For monthly backup jobs, full backups will be taken on the "Days of the month" that you add to the Included list in the Full Backups section of the schedule page. Incremental backups are taken on the days which are checked in the "Incremental Backups" section at the time you specify.
When ShadowProtect goes to create an incremental, it checks to see if it can find the image files upon which the new incremental depends and if it can't find them it will create a new base image file. If the previous image files are found, then ShadowProtect will attempt to create an incremental backup. It can create an incremental using one of two different technique. In either case the incremental will contain the same data, however, one technique (VDIFF or FAST) is much faster than the other (DIFF or DIFFGEN). VDIFF/FAST incrementals are only possible if your system has not crashed since the last backup image. Oh, by the way, I'd always recommend you turn on the crash proof incremental "Enable self-healing incremental healing" advanced option feature, otherwise the backup job will create, at the next scheduled time, a new base image file instead of a DIFF/DIFFGEN incremental if your system is powered off ungracefully or crashed.

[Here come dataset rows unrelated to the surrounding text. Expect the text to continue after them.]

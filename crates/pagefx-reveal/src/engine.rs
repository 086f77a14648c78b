#![forbid(unsafe_code)]

//! The reveal engine: registration, the initial-viewport sweep, and the
//! idempotent reveal transition.
//!
//! # State machine
//!
//! The one-shot sweep moves through these phases:
//!
//! ```text
//! Unarmed ──initialize(Loading)──────▶ AwaitingLoad
//!    │                                     │ document_complete()
//!    │ initialize(Interactive|Complete)    ▼
//!    └────────────────────────────▶ CountingFrames(n)
//!                                          │ on_frame() × settle_frames
//!                                          ▼
//!                                      Settling ──settle timer──▶ Done
//! ```
//!
//! The sweep itself runs when the settle timer fires: every still-hidden
//! target whose box qualifies under the expanded window gets a reveal
//! scheduled at `base_delay + k * stagger` for the k-th qualifying target in
//! document order.
//!
//! # Invariants
//!
//! 1. `reveal` is idempotent: the second caller for a target is a no-op.
//! 2. A target's `revealed` flag goes false → true at most once, never back.
//! 3. Live observation notifies at most once per target (unobserve on fire).
//! 4. The sweep runs exactly once, under any [`DocumentPhase`] at
//!    initialization and any interleaving of `document_complete` calls.
//! 5. Within one sweep, reveals fire in non-decreasing document order.
//!
//! # Failure Modes
//!
//! - Host never reports viewport geometry (no platform intersection support):
//!   the engine degrades to the sweep alone; targets scrolled into view later
//!   stay hidden. Best-effort by design.
//! - Probe has no box for a target: the target does not qualify this pass;
//!   nothing is logged at error level.

use pagefx_core::{DocumentPhase, ElementId, GeometryProbe, Page, TimerQueue, Viewport};
use tracing::{debug, trace};
use web_time::Duration;

use crate::window::{HIDDEN_CLASS, REVEAL_MARKER, RevealGroup, TriggerWindow, VISIBLE_CLASS};

// ---------------------------------------------------------------------------
// Config
// ---------------------------------------------------------------------------

/// Timing knobs for the initial sweep and its staggered reveals.
#[derive(Debug, Clone, Copy, PartialEq, Eq)]
pub struct RevealConfig {
    /// Delay before the first staggered reveal.
    pub base_delay: Duration,
    /// Spacing between consecutive staggered reveals.
    pub stagger: Duration,
    /// Settling delay after the frame deferral, before the sweep runs.
    pub settle: Duration,
    /// Rendered frames to wait before the settling delay starts.
    pub settle_frames: u8,
}

impl Default for RevealConfig {
    fn default() -> Self {
        Self {
            base_delay: Duration::from_millis(200),
            stagger: Duration::from_millis(30),
            settle: Duration::from_millis(100),
            settle_frames: 2,
        }
    }
}

// ---------------------------------------------------------------------------
// Internal state
// ---------------------------------------------------------------------------

#[derive(Debug)]
struct Target {
    id: ElementId,
    group: RevealGroup,
    revealed: bool,
    /// Still subscribed to live observation.
    observed: bool,
}

/// Progress of the one-shot initial-viewport sweep.
#[derive(Debug, Clone, Copy, PartialEq, Eq)]
enum SweepPhase {
    /// No targets registered yet.
    Unarmed,
    /// Initialized while the document was still loading.
    AwaitingLoad,
    /// Waiting out the frame deferral; counts frames seen so far.
    CountingFrames(u8),
    /// Settle timer armed.
    Settling,
    /// Sweep has run.
    Done,
}

#[derive(Debug, Clone, Copy, PartialEq, Eq)]
enum TimerEvent {
    Sweep,
    Reveal(ElementId),
}

// ---------------------------------------------------------------------------
// Engine
// ---------------------------------------------------------------------------

/// Reveals each registered target exactly once, via live observation or the
/// staggered initial sweep.
///
/// The engine owns no clock and spawns nothing: hosts drive it with
/// [`on_frame`](Self::on_frame), [`advance`](Self::advance), and
/// [`observe_viewport`](Self::observe_viewport).
#[derive(Debug)]
pub struct RevealEngine {
    config: RevealConfig,
    /// Sorted by id (document order).
    targets: Vec<Target>,
    sweep: SweepPhase,
    timers: TimerQueue<TimerEvent>,
}

impl Default for RevealEngine {
    fn default() -> Self {
        Self::new(RevealConfig::default())
    }
}

impl RevealEngine {
    /// Engine with the given timing configuration and no targets.
    #[must_use]
    pub fn new(config: RevealConfig) -> Self {
        Self {
            config,
            targets: Vec::new(),
            sweep: SweepPhase::Unarmed,
            timers: TimerQueue::new(),
        }
    }

    /// All reveal-eligible elements on the page, in document order.
    #[must_use]
    pub fn discover(page: &Page) -> Vec<ElementId> {
        page.query_class(REVEAL_MARKER)
    }

    /// Register `ids` and arm the one-shot sweep.
    ///
    /// Resets the engine wholesale: any previous targets and pending timers
    /// are dropped. Elements already carrying the visible presentation are
    /// excluded (defense against re-initialization); everything else is
    /// marked hidden before any observation begins, so nothing flashes.
    pub fn initialize(&mut self, page: &mut Page, ids: &[ElementId], phase: DocumentPhase) {
        self.targets.clear();
        self.timers.clear();

        let mut ids: Vec<ElementId> = ids.to_vec();
        ids.sort_unstable();
        ids.dedup();

        for id in ids {
            if page.get(id).is_none() || page.has_class(id, VISIBLE_CLASS) {
                continue;
            }
            page.add_class(id, HIDDEN_CLASS);
            self.targets.push(Target {
                id,
                group: RevealGroup::classify(page, id),
                revealed: false,
                observed: true,
            });
        }

        self.sweep = if phase.layout_ready() {
            SweepPhase::CountingFrames(0)
        } else {
            SweepPhase::AwaitingLoad
        };
        debug!(targets = self.targets.len(), ?phase, "reveal engine initialized");
    }

    /// The host document finished loading. Starts the frame deferral when the
    /// engine was initialized mid-load; otherwise a no-op, so the sweep still
    /// runs exactly once however many load notifications arrive.
    pub fn document_complete(&mut self) {
        if self.sweep == SweepPhase::AwaitingLoad {
            self.sweep = SweepPhase::CountingFrames(0);
        }
    }

    /// One rendering frame completed. After `settle_frames` frames the settle
    /// timer is armed; further frames are ignored.
    pub fn on_frame(&mut self) {
        if let SweepPhase::CountingFrames(seen) = self.sweep {
            let seen = seen.saturating_add(1);
            if seen >= self.config.settle_frames {
                self.sweep = SweepPhase::Settling;
                self.timers.schedule_after(self.config.settle, TimerEvent::Sweep);
            } else {
                self.sweep = SweepPhase::CountingFrames(seen);
            }
        }
    }

    /// Advance virtual time, running the sweep and firing due staggered
    /// reveals. Returns the targets revealed by this call, in firing order.
    pub fn advance(
        &mut self,
        page: &mut Page,
        probe: &dyn GeometryProbe,
        viewport: Viewport,
        dt: Duration,
    ) -> Vec<ElementId> {
        let mut revealed = Vec::new();
        for event in self.timers.advance(dt) {
            match event {
                TimerEvent::Sweep => self.run_sweep(probe, viewport),
                TimerEvent::Reveal(id) => {
                    if self.reveal(page, id) {
                        revealed.push(id);
                    }
                }
            }
        }
        revealed
    }

    /// Live observation pass: reveal every still-observed target whose box
    /// currently qualifies under its own group's trigger window.
    ///
    /// Hosts call this when the platform reports intersection changes
    /// (scroll, resize). Runs concurrently with the sweep in the sense that
    /// both paths converge on [`reveal`](Self::reveal); the loser of any race
    /// is a no-op. Returns the targets revealed by this call.
    pub fn observe_viewport(
        &mut self,
        page: &mut Page,
        probe: &dyn GeometryProbe,
        viewport: Viewport,
    ) -> Vec<ElementId> {
        let due: Vec<ElementId> = self
            .targets
            .iter()
            .filter(|t| t.observed && !t.revealed)
            .filter(|t| {
                probe
                    .element_box(t.id)
                    .is_some_and(|b| t.group.live_window().admits(b, viewport))
            })
            .map(|t| t.id)
            .collect();

        let mut revealed = Vec::new();
        for id in due {
            if self.reveal(page, id) {
                revealed.push(id);
            }
        }
        revealed
    }

    /// Transition one target to visible. Idempotent: returns `true` only on
    /// the first call for a target; later calls (from whichever path) change
    /// nothing. Releases the target's observation subscription immediately.
    pub fn reveal(&mut self, page: &mut Page, id: ElementId) -> bool {
        let Some(target) = self.targets.iter_mut().find(|t| t.id == id) else {
            return false;
        };
        if target.revealed {
            trace!(id = id.0, "reveal skipped: already visible");
            return false;
        }
        target.revealed = true;
        target.observed = false;
        page.remove_class(id, HIDDEN_CLASS);
        page.add_class(id, VISIBLE_CLASS);
        trace!(id = id.0, group = ?target.group, "revealed");
        true
    }

    /// Whether `id` is a registered target that has been revealed.
    #[must_use]
    pub fn is_revealed(&self, id: ElementId) -> bool {
        self.targets.iter().any(|t| t.id == id && t.revealed)
    }

    /// Whether `id` still holds a live observation subscription.
    #[must_use]
    pub fn is_observed(&self, id: ElementId) -> bool {
        self.targets.iter().any(|t| t.id == id && t.observed)
    }

    /// Number of registered targets not yet revealed.
    #[must_use]
    pub fn hidden_count(&self) -> usize {
        self.targets.iter().filter(|t| !t.revealed).count()
    }

    /// Whether the one-shot sweep has already run.
    #[must_use]
    pub fn sweep_done(&self) -> bool {
        self.sweep == SweepPhase::Done
    }

    fn run_sweep(&mut self, probe: &dyn GeometryProbe, viewport: Viewport) {
        self.sweep = SweepPhase::Done;
        let mut qualifying = 0u32;
        // The sweep applies the expanded window to every group, including
        // Other; only live observation is stricter. Preserved as observed in
        // the page this engine replaces.
        for target in self.targets.iter().filter(|t| !t.revealed) {
            let qualifies = probe
                .element_box(target.id)
                .is_some_and(|b| TriggerWindow::EXPANDED.admits(b, viewport));
            if qualifies {
                let delay = self.config.base_delay + self.config.stagger * qualifying;
                self.timers.schedule_after(delay, TimerEvent::Reveal(target.id));
                qualifying += 1;
            }
        }
        debug!(qualifying, "initial-viewport sweep scheduled");
    }
}

// ---------------------------------------------------------------------------
// Tests
// ---------------------------------------------------------------------------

Crash proof (DIFF/DIFFGEN) incrementals, when enabled, ensures that the backup job
will generate another incremental when it does a backup after a system
crash or hard power-off. Normally, when an incremental is created, it will be created
quickly utilizing the in-memory incremental tracking capability of
stcvsm.sys. However, if the system crashes, then the in-memory data
structures which are necessary to support fast incrementals are lost,
and so the next backup must be either a full backup, or an incremental
which is created using a diff technique. This is the purpose of
Crash-Proof-Incrementals (which I believe . If the system crashes, then the in-memory
data strucutres for the next incremental (as a fast incremental) are
lost, however, the when the system comes back up the job can still
generate another incremental as long as it uses the diff technique, and
at this time incremental tracking is enabled again such that only the
single incremental generated after the crash in created with the diff
technique and subsequent incrementals are fast again.
What is the
diff technique? Simply to compare the state of the current snapshot
against the data in the point-in-time (which is represented by the
combined contents of the previous backup image files). Interestingly,
by performing this diff operation, the backup job is necessarily
reading the data in the previous backup image files in order to compare
them with the current snapshot state, and this reading of the data in
the previous image files includes the exact same verification tests as
a verify operation, so when a diff-technique-generated incremental is
created successfully, you can have the warm fuzzy feeling that the
system has also, in the process, successfully verified the previous
image files in the chain leading up to to the latest diff-generated
incremental.
As far as deleting files go, you must obviously be very careful about this. It's easy to accidentally delete image files upon which others are dependent and thereby orphan some of your backups. I suggest instead that you use the built-in Retention Policy capability of the Monthly backup job type, which you can find on the Advanced options dialog's Retention tab.